##### Data records #####
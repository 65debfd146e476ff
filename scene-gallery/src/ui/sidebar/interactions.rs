use bevy::prelude::*;
use constants::render_settings::{BUTTON_HOVERED, BUTTON_IDLE, BUTTON_PRESSED};

use super::state::*;
use crate::engine::assets::gallery_config::GalleryConfig;
use crate::engine::core::navigation::{NavigationEvent, NavigationSource};

// Bars icon opens and closes the sidebar
pub fn sidebar_toggle_interaction(
    mut q: Query<
        (&Interaction, &mut BackgroundColor),
        (Changed<Interaction>, With<Button>, With<SidebarToggleButton>),
    >,
    mut state: ResMut<SidebarState>,
) {
    for (interaction, mut bg) in &mut q {
        match *interaction {
            Interaction::Pressed => {
                state.open = !state.open;
                *bg = BackgroundColor(BUTTON_PRESSED);
            }
            Interaction::Hovered => *bg = BackgroundColor(BUTTON_HOVERED),
            Interaction::None => *bg = BackgroundColor(BUTTON_IDLE),
        }
    }
}

pub fn nav_button_interaction(
    q: Query<(&Interaction, &NavButton), (Changed<Interaction>, With<Button>)>,
    mut navigation: EventWriter<NavigationEvent>,
) {
    for (interaction, nav) in &q {
        if *interaction == Interaction::Pressed {
            navigation.write(NavigationEvent {
                page: nav.0,
                source: NavigationSource::Sidebar,
            });
        }
    }
}

/// Adopt the configured open state whenever the configuration changes.
pub fn sync_sidebar_with_config(config: Res<GalleryConfig>, mut state: ResMut<SidebarState>) {
    if state.open != config.sidebar_open {
        state.open = config.sidebar_open;
    }
}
#####
Action item: Across all the records above, find each line with "state" in it and copy it.

Response to this task:
use super::state::*;
    mut state: ResMut<SidebarState>,
                state.open = !state.open;
/// Adopt the configured open state whenever the configuration changes.
pub fn sync_sidebar_with_config(config: Res<GalleryConfig>, mut state: ResMut<SidebarState>) {
    if state.open != config.sidebar_open {
        state.open = config.sidebar_open;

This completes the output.